In this paper we draw attention to the important role technology plays in co-mediating institutions, opening up some courses of action and closing off others. Irrigation studies generally recognize the importance of institutions in making technologies work, but tend to take the precise functioning of institutions for granted. Studies that analyse institutions often do not pay enough attention to the mediating role of technology in allocating benefits, risks and burdens. We show in this paper that (irrigation) institutions are moulded by and come about through the interactions between the technical and the social in dynamic and often contested processes of adaptation to changing environments. We argue that a critical understanding of what institutions do requires more explicit and detailed attention to technologies. We base this argument on a detailed historical analysis of the functioning of Seguia Khrichfa, a farmer managed irrigation scheme in Morocco. Through time, irrigation institutions in the Seguia Khrichfa have undergone transformations to match the changing demands of a heterogeneous and growing group of irrigators, an increased command area and changing cropping patterns, and the introduction of new technologies such as drip irrigation. These institutional transformations consisted of recursive cycles of modifications in technological infrastructure and the rules of allocation and distribution.
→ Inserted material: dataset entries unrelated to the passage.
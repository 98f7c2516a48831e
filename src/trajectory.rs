//! Trajectory selection and the single-transition entry point.
//!
//! A [`Trajectory`] decides how far to integrate and how to pick the next state
//! from the points visited. The No-U-Turn variant lives in [`crate::nuts`], the
//! static ones (plain HMC and HMCDA) in [`crate::hmc`].

use crate::distributions::LogDensity;
use crate::error::{HmcError, Result};
use crate::hamiltonian::{Hamiltonian, PhasePoint, DEFAULT_MAX_DELTA_ENERGY};
use crate::integrator::Integrator;
use crate::{hmc, nuts};
use ndarray::{ArrayView1, ArrayView2};
use rand::Rng;

/// Default maximum NUTS tree depth.
pub const DEFAULT_MAX_DEPTH: usize = 10;

/// U-turn rule used to stop doubling a NUTS tree.
#[derive(Debug, Clone, Copy, PartialEq, Eq, Default)]
pub enum TerminationCriterion {
    /// Hoffman & Gelman: compares the end momenta with the span `θ⁺ − θ⁻`.
    Classic,
    /// Betancourt: compares the end velocities with the summed momentum of the tree,
    /// and additionally checks the two merged sub-trees.
    #[default]
    Generalised,
}

/// How a NUTS candidate is drawn from the tree.
#[derive(Debug, Clone, Copy, PartialEq, Eq, Default)]
pub enum TransitionKernel {
    Slice,
    #[default]
    Multinomial,
}

/// How a static trajectory picks its proposal.
#[derive(Debug, Clone, Copy, PartialEq, Eq, Default)]
pub enum StaticKernel {
    /// Accept the end point with probability `min(1, exp(H₀ − H′))`.
    Metropolis,
    /// Sample a point of the whole trajectory proportionally to `exp(−H)`.
    #[default]
    Multinomial,
}

#[derive(Debug, Clone, Copy, PartialEq)]
pub enum Trajectory {
    Nuts {
        max_depth: usize,
        max_delta_energy: f64,
        criterion: TerminationCriterion,
        kernel: TransitionKernel,
    },
    /// Exactly `n_steps` leapfrog steps.
    FixedSteps {
        n_steps: usize,
        max_delta_energy: f64,
        kernel: StaticKernel,
    },
    /// HMCDA: `max(1, ⌊λ/ε⌋)` leapfrog steps for the nominal step size `ε`.
    FixedIntegrationTime {
        lambda: f64,
        max_delta_energy: f64,
        kernel: StaticKernel,
    },
}

impl Default for Trajectory {
    fn default() -> Self {
        Trajectory::nuts()
    }
}

impl Trajectory {
    /// NUTS with the default depth, divergence threshold, criterion and kernel.
    pub fn nuts() -> Self {
        Trajectory::Nuts {
            max_depth: DEFAULT_MAX_DEPTH,
            max_delta_energy: DEFAULT_MAX_DELTA_ENERGY,
            criterion: TerminationCriterion::default(),
            kernel: TransitionKernel::default(),
        }
    }

    /// Energy error beyond which a trajectory is flagged divergent.
    pub fn max_delta_energy(&self) -> f64 {
        match *self {
            Trajectory::Nuts {
                max_delta_energy, ..
            }
            | Trajectory::FixedSteps {
                max_delta_energy, ..
            }
            | Trajectory::FixedIntegrationTime {
                max_delta_energy, ..
            } => max_delta_energy,
        }
    }

    pub fn validate(&self) -> Result<()> {
        let max_delta_energy = self.max_delta_energy();
        if !(max_delta_energy > 0.0) {
            return Err(HmcError::InvalidConfig(format!(
                "max_delta_energy must be positive, got {max_delta_energy}"
            )));
        }
        match *self {
            Trajectory::Nuts { max_depth, .. } => {
                if max_depth == 0 {
                    return Err(HmcError::InvalidConfig(
                        "max_depth must be at least 1".to_string(),
                    ));
                }
            }
            Trajectory::FixedSteps { n_steps, .. } => {
                if n_steps == 0 {
                    return Err(HmcError::InvalidConfig(
                        "n_steps must be at least 1".to_string(),
                    ));
                }
            }
            Trajectory::FixedIntegrationTime { lambda, .. } => {
                if !(lambda.is_finite() && lambda > 0.0) {
                    return Err(HmcError::InvalidConfig(format!(
                        "integration time must be positive and finite, got {lambda}"
                    )));
                }
            }
        }
        Ok(())
    }

    /// Number of leapfrog steps of a static trajectory, `None` for NUTS.
    pub fn n_steps(&self, nominal_step_size: f64) -> Option<usize> {
        match *self {
            Trajectory::Nuts { .. } => None,
            Trajectory::FixedSteps { n_steps, .. } => Some(n_steps),
            Trajectory::FixedIntegrationTime { lambda, .. } => {
                Some(((lambda / nominal_step_size).floor() as usize).clamp(1, MAX_HMCDA_STEPS))
            }
        }
    }
}

/// Upper bound on the leapfrog steps of a fixed-integration-time trajectory.
pub const MAX_HMCDA_STEPS: usize = 1000;

/// Diagnostics of one transition.
#[derive(Debug, Clone, PartialEq, Default)]
pub struct TransitionStats {
    /// Step size actually used (after jitter).
    pub step_size: f64,
    pub n_leapfrog_steps: usize,
    /// Mean Metropolis acceptance probability over the visited points; fed to dual averaging.
    pub acceptance_rate: f64,
    pub tree_depth: usize,
    pub divergent: bool,
    /// Hamiltonian of the returned point.
    pub energy: f64,
    /// `H(returned) − H₀`.
    pub energy_error: f64,
    /// Energy error of largest magnitude along the trajectory.
    pub max_energy_error: f64,
    pub log_density: f64,
    pub is_accept: bool,
    /// NUTS stopped on a U-turn.
    pub turning: bool,
    pub hit_max_depth: bool,
    pub numerical_error: bool,
}

#[derive(Debug, Clone, PartialEq)]
pub struct Transition {
    pub point: PhasePoint,
    pub stats: TransitionStats,
}

/// Runs one transition from `z0`.
///
/// The momentum of `z0` is ignored: a fresh one is drawn from the metric.
pub fn transition<T, R>(
    rng: &mut R,
    h: &Hamiltonian<'_, T>,
    integrator: &Integrator,
    trajectory: &Trajectory,
    z0: &PhasePoint,
) -> Result<Transition>
where
    T: LogDensity + ?Sized,
    R: Rng + ?Sized,
{
    let z = h.refresh_momentum(rng, z0.clone());
    match *trajectory {
        Trajectory::Nuts {
            max_depth,
            max_delta_energy,
            criterion,
            kernel,
        } => {
            let options = nuts::NutsOptions {
                max_depth,
                max_delta_energy,
                criterion,
                kernel,
            };
            nuts::transition(rng, h, integrator, &options, z)
        }
        Trajectory::FixedSteps {
            max_delta_energy,
            kernel,
            ..
        }
        | Trajectory::FixedIntegrationTime {
            max_delta_energy,
            kernel,
            ..
        } => {
            let n_steps = trajectory
                .n_steps(integrator.nominal_step_size())
                .unwrap_or(1);
            let options = hmc::StaticOptions {
                n_steps,
                max_delta_energy,
                kernel,
            };
            hmc::transition(rng, h, integrator, &options, z)
        }
    }
}

/// `log(exp(a) + exp(b))` without overflow.
pub(crate) fn log_add_exp(a: f64, b: f64) -> f64 {
    if a == f64::NEG_INFINITY {
        return b;
    }
    if b == f64::NEG_INFINITY {
        return a;
    }
    let m = a.max(b);
    m + (-(a - b).abs()).exp().ln_1p()
}

/// Draws an index with probability proportional to `exp(log_weights[i])`.
///
/// Uses a single uniform draw. Fails when no entry has positive weight.
pub fn randcat_logp<R: Rng + ?Sized>(rng: &mut R, log_weights: ArrayView1<f64>) -> Result<usize> {
    let max = log_weights.fold(f64::NEG_INFINITY, |m, &w| if w > m { w } else { m });
    if max == f64::NEG_INFINITY {
        return Err(HmcError::EmptyInput(
            "no category has positive weight".to_string(),
        ));
    }
    let total: f64 = log_weights.iter().map(|w| (w - max).exp()).sum();
    let u = rng.gen::<f64>() * total;
    let mut cumulative = 0.0;
    let mut last_positive = 0;
    for (i, w) in log_weights.iter().enumerate() {
        let p = (w - max).exp();
        if p > 0.0 {
            last_positive = i;
        }
        cumulative += p;
        if u < cumulative {
            return Ok(i);
        }
    }
    Ok(last_positive)
}

/// One independent categorical draw per chain, row `i` using `rngs[i]`.
pub fn randcat_logp_chains<R: Rng>(rngs: &mut [R], log_weights: ArrayView2<f64>) -> Result<Vec<usize>> {
    if rngs.len() != log_weights.nrows() {
        return Err(HmcError::StreamLengthMismatch {
            expected: log_weights.nrows(),
            found: rngs.len(),
        });
    }
    rngs.iter_mut()
        .zip(log_weights.rows())
        .map(|(rng, row)| randcat_logp(rng, row))
        .collect()
}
Technical adaptations prompt alterations in the water rotation schedule and vice versa. We anchor our case in descriptions of a specific technology that played a crucial role in co-steering institutional change: the introduction of open/closed gates. Our analysis of the co-evolution of society and technology in shaping institutions in the Seguia Khrichfa shows how technologies become enrolled in (sometimes implicit) processes of re-negotiating relations of authority and responsibility while obscuring institutional politics.

Highlights

  • The first impression one gets when visiting the Seguia Khrichfa irrigation system in Northwest Morocco is that it is a place of tranquillity, tradition and harmony

  • We show that the Seguia Khrichfa is not as stable and harmonious as it may seem at first sight

  • The Seguia Khrichfa is a secondary canal of the Ain Bittit irrigation system, located in the Saiss region (Northwest Morocco)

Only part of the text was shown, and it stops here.